Work order: Keyword search on "clippy": report each line of the records that contains it.

*** Block opens ***

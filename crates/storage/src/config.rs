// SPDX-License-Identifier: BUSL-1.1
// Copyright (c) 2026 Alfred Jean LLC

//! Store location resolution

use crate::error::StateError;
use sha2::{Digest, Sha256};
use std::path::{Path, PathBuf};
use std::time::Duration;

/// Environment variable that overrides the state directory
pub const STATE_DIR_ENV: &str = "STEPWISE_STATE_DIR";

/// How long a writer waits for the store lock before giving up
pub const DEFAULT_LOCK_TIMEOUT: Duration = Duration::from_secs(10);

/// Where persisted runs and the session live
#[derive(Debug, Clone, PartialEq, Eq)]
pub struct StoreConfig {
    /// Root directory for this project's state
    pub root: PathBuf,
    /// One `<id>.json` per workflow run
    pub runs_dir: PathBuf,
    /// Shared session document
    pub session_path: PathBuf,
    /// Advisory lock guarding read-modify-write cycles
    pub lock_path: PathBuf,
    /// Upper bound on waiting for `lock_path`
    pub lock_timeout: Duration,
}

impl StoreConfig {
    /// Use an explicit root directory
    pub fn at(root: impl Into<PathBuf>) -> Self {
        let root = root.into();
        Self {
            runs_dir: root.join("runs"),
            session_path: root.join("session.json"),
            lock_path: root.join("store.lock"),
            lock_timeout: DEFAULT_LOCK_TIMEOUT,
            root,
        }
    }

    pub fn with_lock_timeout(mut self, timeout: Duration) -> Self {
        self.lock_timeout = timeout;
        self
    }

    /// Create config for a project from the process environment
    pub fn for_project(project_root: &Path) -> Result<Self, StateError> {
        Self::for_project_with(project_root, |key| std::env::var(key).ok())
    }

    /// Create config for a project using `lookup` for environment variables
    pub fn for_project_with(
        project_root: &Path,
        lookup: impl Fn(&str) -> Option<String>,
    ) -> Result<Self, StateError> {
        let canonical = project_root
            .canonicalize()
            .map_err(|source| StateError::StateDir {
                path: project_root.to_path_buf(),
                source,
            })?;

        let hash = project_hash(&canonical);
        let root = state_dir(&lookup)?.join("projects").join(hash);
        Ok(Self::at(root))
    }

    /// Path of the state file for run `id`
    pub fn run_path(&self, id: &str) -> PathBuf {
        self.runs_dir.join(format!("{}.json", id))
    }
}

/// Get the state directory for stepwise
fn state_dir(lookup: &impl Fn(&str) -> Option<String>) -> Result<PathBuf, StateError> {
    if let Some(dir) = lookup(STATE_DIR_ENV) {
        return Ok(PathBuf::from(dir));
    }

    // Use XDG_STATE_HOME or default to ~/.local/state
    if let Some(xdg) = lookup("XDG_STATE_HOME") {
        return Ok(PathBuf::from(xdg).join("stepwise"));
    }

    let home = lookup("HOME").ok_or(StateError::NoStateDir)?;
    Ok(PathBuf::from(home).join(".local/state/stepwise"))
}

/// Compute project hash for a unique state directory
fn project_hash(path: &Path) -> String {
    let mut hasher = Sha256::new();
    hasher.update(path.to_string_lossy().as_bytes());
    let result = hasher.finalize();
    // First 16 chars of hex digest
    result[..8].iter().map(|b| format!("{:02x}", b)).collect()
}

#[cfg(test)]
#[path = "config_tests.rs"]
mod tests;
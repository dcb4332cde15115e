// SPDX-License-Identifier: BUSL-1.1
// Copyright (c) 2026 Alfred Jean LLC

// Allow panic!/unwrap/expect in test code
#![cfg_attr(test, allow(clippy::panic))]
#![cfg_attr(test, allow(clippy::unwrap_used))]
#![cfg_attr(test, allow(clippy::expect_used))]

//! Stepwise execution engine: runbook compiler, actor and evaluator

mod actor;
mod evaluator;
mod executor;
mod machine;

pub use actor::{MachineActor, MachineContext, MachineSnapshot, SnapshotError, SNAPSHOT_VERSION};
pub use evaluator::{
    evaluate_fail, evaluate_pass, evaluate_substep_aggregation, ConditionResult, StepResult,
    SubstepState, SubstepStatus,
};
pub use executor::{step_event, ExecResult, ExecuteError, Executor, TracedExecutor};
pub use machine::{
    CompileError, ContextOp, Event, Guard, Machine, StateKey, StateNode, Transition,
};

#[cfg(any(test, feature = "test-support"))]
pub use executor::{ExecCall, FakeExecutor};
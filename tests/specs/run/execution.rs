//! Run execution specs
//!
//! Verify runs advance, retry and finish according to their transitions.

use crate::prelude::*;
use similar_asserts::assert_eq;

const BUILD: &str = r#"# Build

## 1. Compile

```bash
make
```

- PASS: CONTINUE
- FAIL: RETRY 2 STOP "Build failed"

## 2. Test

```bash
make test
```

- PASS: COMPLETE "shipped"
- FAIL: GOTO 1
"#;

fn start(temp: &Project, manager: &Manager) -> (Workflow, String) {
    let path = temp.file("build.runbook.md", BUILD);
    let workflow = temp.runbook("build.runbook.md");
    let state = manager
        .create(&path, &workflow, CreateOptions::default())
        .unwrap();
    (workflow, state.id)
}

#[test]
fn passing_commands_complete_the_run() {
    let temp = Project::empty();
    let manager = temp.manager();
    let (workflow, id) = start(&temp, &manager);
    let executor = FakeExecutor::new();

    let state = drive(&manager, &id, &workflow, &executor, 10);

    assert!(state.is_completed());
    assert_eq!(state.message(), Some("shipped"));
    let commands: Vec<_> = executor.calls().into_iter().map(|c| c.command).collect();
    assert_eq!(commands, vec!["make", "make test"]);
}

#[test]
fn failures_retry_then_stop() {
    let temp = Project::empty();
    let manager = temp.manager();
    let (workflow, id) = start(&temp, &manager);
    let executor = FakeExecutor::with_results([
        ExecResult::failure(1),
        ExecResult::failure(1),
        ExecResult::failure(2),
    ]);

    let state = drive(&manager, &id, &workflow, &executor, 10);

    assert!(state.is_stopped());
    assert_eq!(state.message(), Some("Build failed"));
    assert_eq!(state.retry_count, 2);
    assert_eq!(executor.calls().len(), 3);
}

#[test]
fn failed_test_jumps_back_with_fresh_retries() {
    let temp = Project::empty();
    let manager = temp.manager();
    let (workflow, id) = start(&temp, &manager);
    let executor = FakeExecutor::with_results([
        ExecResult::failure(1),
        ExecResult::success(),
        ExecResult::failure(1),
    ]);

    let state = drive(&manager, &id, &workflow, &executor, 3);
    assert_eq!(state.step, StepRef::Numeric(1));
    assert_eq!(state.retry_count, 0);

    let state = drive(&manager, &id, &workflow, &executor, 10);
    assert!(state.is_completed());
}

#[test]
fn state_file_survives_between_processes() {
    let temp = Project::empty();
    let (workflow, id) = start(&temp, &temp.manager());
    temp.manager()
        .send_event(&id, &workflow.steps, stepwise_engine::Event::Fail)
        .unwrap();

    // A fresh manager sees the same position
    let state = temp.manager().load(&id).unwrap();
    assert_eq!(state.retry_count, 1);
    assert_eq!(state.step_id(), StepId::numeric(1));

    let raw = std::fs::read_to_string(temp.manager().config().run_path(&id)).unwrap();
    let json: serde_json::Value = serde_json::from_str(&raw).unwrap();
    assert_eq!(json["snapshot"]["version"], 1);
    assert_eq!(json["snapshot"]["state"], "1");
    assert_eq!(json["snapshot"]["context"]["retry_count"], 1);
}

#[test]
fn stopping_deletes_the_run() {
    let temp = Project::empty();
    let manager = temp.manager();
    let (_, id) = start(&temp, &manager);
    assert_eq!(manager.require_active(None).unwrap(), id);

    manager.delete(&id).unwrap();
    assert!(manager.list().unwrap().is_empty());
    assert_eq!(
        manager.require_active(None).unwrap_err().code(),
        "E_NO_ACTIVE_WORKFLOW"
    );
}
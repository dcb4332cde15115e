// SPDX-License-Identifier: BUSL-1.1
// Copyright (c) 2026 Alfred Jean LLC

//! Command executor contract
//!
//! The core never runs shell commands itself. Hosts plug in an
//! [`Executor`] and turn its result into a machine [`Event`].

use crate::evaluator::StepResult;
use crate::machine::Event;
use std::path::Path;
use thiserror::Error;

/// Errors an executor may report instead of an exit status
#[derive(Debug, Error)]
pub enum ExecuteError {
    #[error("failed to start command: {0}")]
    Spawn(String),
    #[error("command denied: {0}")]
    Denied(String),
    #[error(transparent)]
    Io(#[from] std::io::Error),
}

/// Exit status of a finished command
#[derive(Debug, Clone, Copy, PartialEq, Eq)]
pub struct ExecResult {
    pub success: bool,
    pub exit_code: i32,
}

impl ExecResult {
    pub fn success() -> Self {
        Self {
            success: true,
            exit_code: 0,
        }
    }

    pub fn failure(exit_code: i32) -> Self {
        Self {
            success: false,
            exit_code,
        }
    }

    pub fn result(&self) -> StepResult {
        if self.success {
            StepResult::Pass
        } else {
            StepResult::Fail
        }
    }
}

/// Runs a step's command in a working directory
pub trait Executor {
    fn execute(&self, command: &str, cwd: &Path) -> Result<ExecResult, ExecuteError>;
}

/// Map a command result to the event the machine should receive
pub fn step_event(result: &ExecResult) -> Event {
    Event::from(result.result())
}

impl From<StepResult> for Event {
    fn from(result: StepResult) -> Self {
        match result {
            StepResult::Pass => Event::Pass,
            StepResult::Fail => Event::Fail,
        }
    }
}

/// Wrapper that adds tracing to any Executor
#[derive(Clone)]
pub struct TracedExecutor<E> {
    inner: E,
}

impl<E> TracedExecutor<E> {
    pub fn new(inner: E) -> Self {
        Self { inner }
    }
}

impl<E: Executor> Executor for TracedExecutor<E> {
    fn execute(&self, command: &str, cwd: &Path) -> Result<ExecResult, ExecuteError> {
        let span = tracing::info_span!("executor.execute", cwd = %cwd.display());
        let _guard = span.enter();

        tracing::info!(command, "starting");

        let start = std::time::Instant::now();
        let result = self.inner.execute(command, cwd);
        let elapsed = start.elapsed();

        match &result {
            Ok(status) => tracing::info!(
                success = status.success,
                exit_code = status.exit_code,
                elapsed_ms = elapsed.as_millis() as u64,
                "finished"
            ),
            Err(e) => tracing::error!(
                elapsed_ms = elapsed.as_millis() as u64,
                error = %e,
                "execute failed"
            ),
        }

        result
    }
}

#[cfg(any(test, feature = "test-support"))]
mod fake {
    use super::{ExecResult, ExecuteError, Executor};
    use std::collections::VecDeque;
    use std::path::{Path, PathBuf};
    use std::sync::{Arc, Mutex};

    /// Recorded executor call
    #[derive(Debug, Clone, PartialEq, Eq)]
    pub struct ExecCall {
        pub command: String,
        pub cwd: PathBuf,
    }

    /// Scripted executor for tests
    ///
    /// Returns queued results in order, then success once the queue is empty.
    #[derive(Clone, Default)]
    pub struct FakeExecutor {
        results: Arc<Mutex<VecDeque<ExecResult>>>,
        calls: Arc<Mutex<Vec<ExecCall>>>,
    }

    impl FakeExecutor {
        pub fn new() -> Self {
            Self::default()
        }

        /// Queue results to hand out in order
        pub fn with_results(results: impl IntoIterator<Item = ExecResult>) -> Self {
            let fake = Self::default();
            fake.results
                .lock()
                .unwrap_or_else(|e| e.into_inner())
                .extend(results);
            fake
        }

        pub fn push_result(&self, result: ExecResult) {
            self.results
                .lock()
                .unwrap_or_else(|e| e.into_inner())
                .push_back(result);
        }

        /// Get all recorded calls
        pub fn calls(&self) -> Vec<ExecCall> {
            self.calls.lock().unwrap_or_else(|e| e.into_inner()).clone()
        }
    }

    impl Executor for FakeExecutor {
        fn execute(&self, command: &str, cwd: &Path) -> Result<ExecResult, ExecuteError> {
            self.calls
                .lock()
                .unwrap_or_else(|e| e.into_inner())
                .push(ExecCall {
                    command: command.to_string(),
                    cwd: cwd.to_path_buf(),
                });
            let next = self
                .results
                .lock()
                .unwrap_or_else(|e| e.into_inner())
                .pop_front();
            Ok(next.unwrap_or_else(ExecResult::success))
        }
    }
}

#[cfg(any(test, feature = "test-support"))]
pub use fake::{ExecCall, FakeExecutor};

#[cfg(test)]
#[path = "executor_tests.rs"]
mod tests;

*** Block closes ***

Answer to the exercise:
#![cfg_attr(test, allow(clippy::panic))]
#![cfg_attr(test, allow(clippy::unwrap_used))]
#![cfg_attr(test, allow(clippy::expect_used))]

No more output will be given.